De Santa Rosa dice: "Por lo tocante a alhajas de plata y oro y ornamentos preciosos seguramente que muchas catedrales no tienen ni la mitad..."
De Itapúa: "Infinitos adornos, ornamentos y alhajas preciosas..."
De Santa Ana: "Iguala a las más en ornamentos y alhajas..."
De San Ignacio Guazú: "Es la más rica en ornamentos, candeleros y muchas alhajas de plata..."
De Candelaria: "No cede a las otras en ornamentos preciosos y alhajas de plata".
Robertson calculó la riqueza en alhajas de Santa Rosa en trescientas mil esterlinas. Estas riquezas serian según él, resultado de la acumulación principalmente de ofrendas hechas al Tabernáculo; no especifica por quiénes, pero quizá resulte un poco exagerada esta atribución en una colonia pobre (los indios nada podían ofrecer, porque nada tenían, y los colonos no es de creer fuesen tan ricos).
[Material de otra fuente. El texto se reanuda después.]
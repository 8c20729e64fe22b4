//! Randomized feasible-first scheduler.
//!
//! # Algorithm
//!
//! Shuffle the parcel processing order and the truck scan order
//! independently, then give each parcel to the first truck in the fixed
//! shuffled scan order with enough available volume, destination ignored.
//! Later parcels see the mutated truck state, so a truck that once had room
//! may no longer qualify and its route can grow arbitrarily long.
//!
//! Not deterministic by design; construct with [`RandomScheduler::from_seed`]
//! when a test needs to assert exact outcomes.

use rand::rngs::SmallRng;
use rand::seq::SliceRandom;
use rand::SeedableRng;
use tracing::{debug, trace};

use super::Scheduler;
use crate::models::{Parcel, Truck};

/// Schedules parcels onto randomly chosen trucks that have enough space.
///
/// The caller's slices are never reordered; the shuffles act on private
/// index vectors.
///
/// # Example
///
/// ```
/// use u_fleet::models::{Parcel, Truck};
/// use u_fleet::scheduler::{RandomScheduler, Scheduler};
///
/// let parcels = vec![Parcel::new(1, 5, "Toronto", "Hamilton")];
/// let mut trucks = vec![Truck::new(1, 10, "Toronto")];
///
/// let unplaced = RandomScheduler::from_seed(42).schedule(&parcels, &mut trucks);
/// assert!(unplaced.is_empty());
/// ```
#[derive(Debug, Clone)]
pub struct RandomScheduler {
    rng: SmallRng,
}

impl RandomScheduler {
    /// Creates a scheduler seeded from the operating system.
    pub fn new() -> Self {
        Self {
            rng: SmallRng::from_os_rng(),
        }
    }

    /// Creates a scheduler with a fixed seed for reproducible runs.
    pub fn from_seed(seed: u64) -> Self {
        Self {
            rng: SmallRng::seed_from_u64(seed),
        }
    }
}

impl Default for RandomScheduler {
    fn default() -> Self {
        Self::new()
    }
}

impl Scheduler for RandomScheduler {
    fn schedule(&mut self, parcels: &[Parcel], trucks: &mut [Truck]) -> Vec<Parcel> {
        let mut parcel_order: Vec<usize> = (0..parcels.len()).collect();
        parcel_order.shuffle(&mut self.rng);
        let mut scan_order: Vec<usize> = (0..trucks.len()).collect();
        scan_order.shuffle(&mut self.rng);

        let mut unplaced = Vec::new();
        for &p in &parcel_order {
            let parcel = &parcels[p];
            let fit = scan_order
                .iter()
                .copied()
                .find(|&t| trucks[t].available() >= parcel.volume);
            if let Some(t) = fit {
                if trucks[t].pack(parcel) {
                    trace!(parcel = parcel.id, truck = trucks[t].id(), "placed");
                    continue;
                }
            }
            debug!(parcel = parcel.id, volume = parcel.volume, "no truck has room");
            unplaced.push(parcel.clone());
        }
        unplaced
    }
}

#[cfg(test)]
mod tests {
    use super::*;

    fn parcel(id: u32, volume: u32, destination: &str) -> Parcel {
        Parcel::new(id, volume, "Toronto", destination)
    }

    fn sample_trucks() -> Vec<Truck> {
        vec![
            Truck::new(1, 20, "Toronto"),
            Truck::new(2, 15, "Toronto"),
            Truck::new(3, 10, "Toronto"),
        ]
    }

    #[test]
    fn test_seeded_runs_are_reproducible() {
        let parcels: Vec<Parcel> = (0..15)
            .map(|i| parcel(i, 2 + i % 5, ["Hamilton", "Windsor"][i as usize % 2]))
            .collect();

        let mut run = |seed: u64| {
            let mut trucks = sample_trucks();
            let unplaced = RandomScheduler::from_seed(seed).schedule(&parcels, &mut trucks);
            let allocations: Vec<Vec<u32>> = trucks.iter().map(Truck::parcel_ids).collect();
            (allocations, unplaced)
        };

        assert_eq!(run(42), run(42));
        assert_eq!(run(7), run(7));
    }

    #[test]
    fn test_capacity_is_respected() {
        let parcels: Vec<Parcel> = (0..30).map(|i| parcel(i, 4, "Hamilton")).collect();
        let mut trucks = sample_trucks();

        RandomScheduler::from_seed(3).schedule(&parcels, &mut trucks);
        for truck in &trucks {
            let packed: u32 = truck.parcels().iter().map(|p| p.volume).sum();
            assert!(packed <= truck.capacity());
            assert_eq!(truck.available(), truck.capacity() - packed);
        }
    }

    #[test]
    fn test_conservation() {
        let parcels: Vec<Parcel> = (0..25)
            .map(|i| parcel(i, 1 + (i * 7) % 6, ["Hamilton", "Windsor", "Ajax"][i as usize % 3]))
            .collect();
        let mut trucks = sample_trucks();

        let unplaced = RandomScheduler::from_seed(11).schedule(&parcels, &mut trucks);

        let mut seen: Vec<u32> = trucks
            .iter()
            .flat_map(Truck::parcel_ids)
            .chain(unplaced.iter().map(|p| p.id))
            .collect();
        seen.sort_unstable();
        let expected: Vec<u32> = (0..25).collect();
        assert_eq!(seen, expected);
    }

    #[test]
    fn test_everything_fits_when_space_is_ample() {
        let parcels: Vec<Parcel> = (0..5).map(|i| parcel(i, 2, "Hamilton")).collect();
        let mut trucks = vec![Truck::new(1, 100, "Toronto")];

        let unplaced = RandomScheduler::from_seed(0).schedule(&parcels, &mut trucks);
        assert!(unplaced.is_empty());
        assert_eq!(trucks[0].parcel_count(), 5);
    }

    #[test]
    fn test_all_unplaced_when_nothing_fits() {
        let parcels = vec![parcel(1, 50, "Hamilton"), parcel(2, 60, "Windsor")];
        let mut trucks = sample_trucks();

        let unplaced = RandomScheduler::from_seed(9).schedule(&parcels, &mut trucks);
        assert_eq!(unplaced.len(), 2);
        for truck in &trucks {
            assert!(truck.is_empty());
        }
    }

    #[test]
    fn test_caller_slices_keep_their_order() {
        let parcels: Vec<Parcel> = (0..10).map(|i| parcel(i, 1, "Hamilton")).collect();
        let mut trucks = sample_trucks();

        RandomScheduler::from_seed(5).schedule(&parcels, &mut trucks);

        let parcel_ids: Vec<u32> = parcels.iter().map(|p| p.id).collect();
        assert_eq!(parcel_ids, (0..10).collect::<Vec<u32>>());
        let truck_ids: Vec<u32> = trucks.iter().map(Truck::id).collect();
        assert_eq!(truck_ids, [1, 2, 3]);
    }

    #[test]
    fn test_destination_is_ignored() {
        // One truck, mixed destinations: every parcel lands on it anyway.
        let parcels = vec![
            parcel(1, 2, "Hamilton"),
            parcel(2, 2, "Windsor"),
            parcel(3, 2, "Ajax"),
        ];
        let mut trucks = vec![Truck::new(1, 10, "Toronto")];

        let unplaced = RandomScheduler::from_seed(1).schedule(&parcels, &mut trucks);
        assert!(unplaced.is_empty());
        assert_eq!(trucks[0].parcel_count(), 3);
        assert_eq!(trucks[0].route().len(), 4);
    }
}
//! Core client contract shared between the bootstrap orchestrator and UI shells.
//!
//! This crate defines the backend procedure surface, the observable state
//! types, timestamp normalization, and the bootstrap view projection.

/// Stable RPC error types.
pub mod error;
/// Backend timestamp normalization.
pub mod normalization;
/// Backend procedure surface consumed by the orchestrator.
pub mod rpc;
/// Snapshot cell and in-flight latch primitives.
pub mod store;
/// Shared contract types (connection, setup, sync, avatars, chats).
pub mod types;
/// Bootstrap view projection.
pub mod view;

pub use error::{RpcError, RpcErrorCategory};
pub use normalization::{
    PLATFORM_EPOCH_OFFSET_SECS, normalize_timestamp, normalize_timestamp_ms,
};
pub use rpc::BackendRpc;
pub use store::{InFlight, StateCell};
pub use types::{
    AvatarMap, ChatPreview, ConnectionStatus, RawTimestamp, ServerInfo, SetupState, SyncGateState,
    address_digits,
};
pub use view::{BootstrapSnapshot, RootView, select_root_view};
La afirmación precisaría ser revisada; cosa que por otra parte ya es imposible. Un dato positivo: el templo de San Miguel, del cual ya se había tocado algo, lo avaluaban los expertos, al tiempo de la salida de los jesuitas, en un millón de pesos (4) (en el cálculo entraba el edificio).
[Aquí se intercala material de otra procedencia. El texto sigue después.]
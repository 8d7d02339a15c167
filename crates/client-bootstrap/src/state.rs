//! UI-facing state reducer for the bootstrap orchestrator.

use client_core::{
    AvatarMap, BootstrapSnapshot, ChatPreview, ConnectionStatus, RootView, ServerInfo, SetupState,
    SyncGateState, normalize_timestamp_ms, select_root_view,
};
use tracing::{debug, warn};

/// Chat list row consumed by the UI shell.
#[derive(Debug, Clone, PartialEq, Eq)]
pub struct ChatRow {
    pub guid: String,
    pub title: String,
    pub last_message_text: Option<String>,
    /// Normalized latest-message instant in epoch milliseconds; `None` when
    /// the backend value was absent or unparseable.
    pub last_message_ms: Option<i64>,
    pub last_message_from_me: bool,
    pub unread: bool,
}

/// Full UI snapshot emitted after state transitions.
#[derive(Debug, Clone, PartialEq, Eq)]
pub struct UiSnapshot {
    pub view: RootView,
    pub status_text: String,
    pub error_text: Option<String>,
    pub server_version: Option<String>,
    pub avatars_loaded: bool,
    pub avatar_count: usize,
    pub chats: Vec<ChatRow>,
}

/// Mutable client state fed by bootstrap stage observations.
#[derive(Debug, Clone, Default)]
pub struct ClientState {
    bootstrap: BootstrapSnapshot,
    server_info: Option<ServerInfo>,
    avatars: AvatarMap,
    chats: Vec<ChatRow>,
    error_text: Option<String>,
}

impl ClientState {
    pub fn new() -> Self {
        Self::default()
    }

    /// Current immutable snapshot for UI rendering.
    pub fn snapshot(&self) -> UiSnapshot {
        UiSnapshot {
            view: select_root_view(&self.bootstrap),
            status_text: status_label(&self.bootstrap).to_owned(),
            error_text: self.error_text.clone(),
            server_version: self
                .server_info
                .as_ref()
                .and_then(|info| info.server_version.clone()),
            avatars_loaded: self.avatars.is_loaded(),
            avatar_count: self.avatars.len(),
            chats: self.chats.clone(),
        }
    }

    pub fn set_setup(&mut self, setup: SetupState) {
        self.bootstrap.setup = setup;
    }

    pub fn set_settings_loaded(&mut self, loaded: bool) {
        self.bootstrap.settings_loaded = loaded;
    }

    pub fn set_connection(&mut self, status: ConnectionStatus) {
        self.bootstrap.connection = status;
    }

    pub fn set_sync(&mut self, sync: SyncGateState) {
        self.bootstrap.sync = sync;
    }

    pub fn set_server_info(&mut self, server_info: Option<ServerInfo>) {
        self.server_info = server_info;
    }

    pub fn set_avatars(&mut self, avatars: AvatarMap) {
        self.avatars = avatars;
    }

    /// Set top-level error message shown by the shell.
    pub fn set_error_text(&mut self, text: impl Into<String>) {
        self.error_text = Some(text.into());
    }

    /// Clear the top-level error message.
    pub fn clear_error(&mut self) {
        self.error_text = None;
    }

    /// Replace the chat list, normalizing timestamps and ordering rows
    /// newest-first. Rows without a parseable timestamp sort last.
    pub fn replace_chats(&mut self, previews: Vec<ChatPreview>) {
        let mut rows: Vec<ChatRow> = previews
            .into_iter()
            .map(|preview| {
                let last_message_ms = normalize_timestamp_ms(preview.last_message_at.as_ref());
                if last_message_ms.is_none() && preview.last_message_at.is_some() {
                    warn!(
                        chat_guid = %preview.guid,
                        "unparseable latest-message timestamp; sorting chat last"
                    );
                }
                ChatRow {
                    title: chat_title(&preview),
                    guid: preview.guid,
                    last_message_text: preview.last_message_text,
                    last_message_ms,
                    last_message_from_me: preview.last_message_from_me,
                    unread: preview.unread,
                }
            })
            .collect();
        rows.sort_by(|a, b| b.last_message_ms.cmp(&a.last_message_ms));
        debug!(chat_count = rows.len(), "chat list replaced");
        self.chats = rows;
    }
}

fn chat_title(preview: &ChatPreview) -> String {
    if let Some(title) = &preview.title
        && !title.trim().is_empty()
    {
        return title.clone();
    }
    if !preview.participant_names.is_empty() {
        return preview.participant_names.join(", ");
    }
    preview.guid.clone()
}

fn status_label(bootstrap: &BootstrapSnapshot) -> &'static str {
    match bootstrap.connection {
        ConnectionStatus::Disconnected => "Disconnected",
        ConnectionStatus::Connecting => "Connecting",
        ConnectionStatus::Error => "Connection error",
        ConnectionStatus::Connected => match bootstrap.sync {
            SyncGateState::Checking => "Checking message sync",
            SyncGateState::NotSynced => "Waiting for message sync",
            SyncGateState::Synced => "Connected",
        },
    }
}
Precisa repetirlo; es dudoso que existiese en las Misiones mucho oro aunque es seguro hubiese, como se dijo, en cada una un cáliz de oro, y en algunas dos (5). Se usó mucho la plata sobredorada, y esto soliviantó la fantasía de los cronistas, que olvidaron que no es oro todo lo que reluce. Cuando Chagas saqueó las Misiones de la izquierda del Paraná, se llevó un cuantioso botín en plata, pero para nada se mencionó el oro; ni lo nombró Fructuoso Rivera en 1820, salvo en alhajas menores (rosarios, etc.). Es verdad que ya para entonces habían entrado las Misiones en la fase del despojo, iniciada con la contribución de 1810, y quizá mucho antes, subrepticiamente.
Alguna de las piezas de plata eran de grandes dimensiones, como los candelabros de las festividades, de vara y media de alto, o la jarra, que todavía en 1854 vio De Moussy en Santa Rosa. Todos estos objetos estaban ricamente tallados y cincelados, y eran obra de los mismos talleres misioneros.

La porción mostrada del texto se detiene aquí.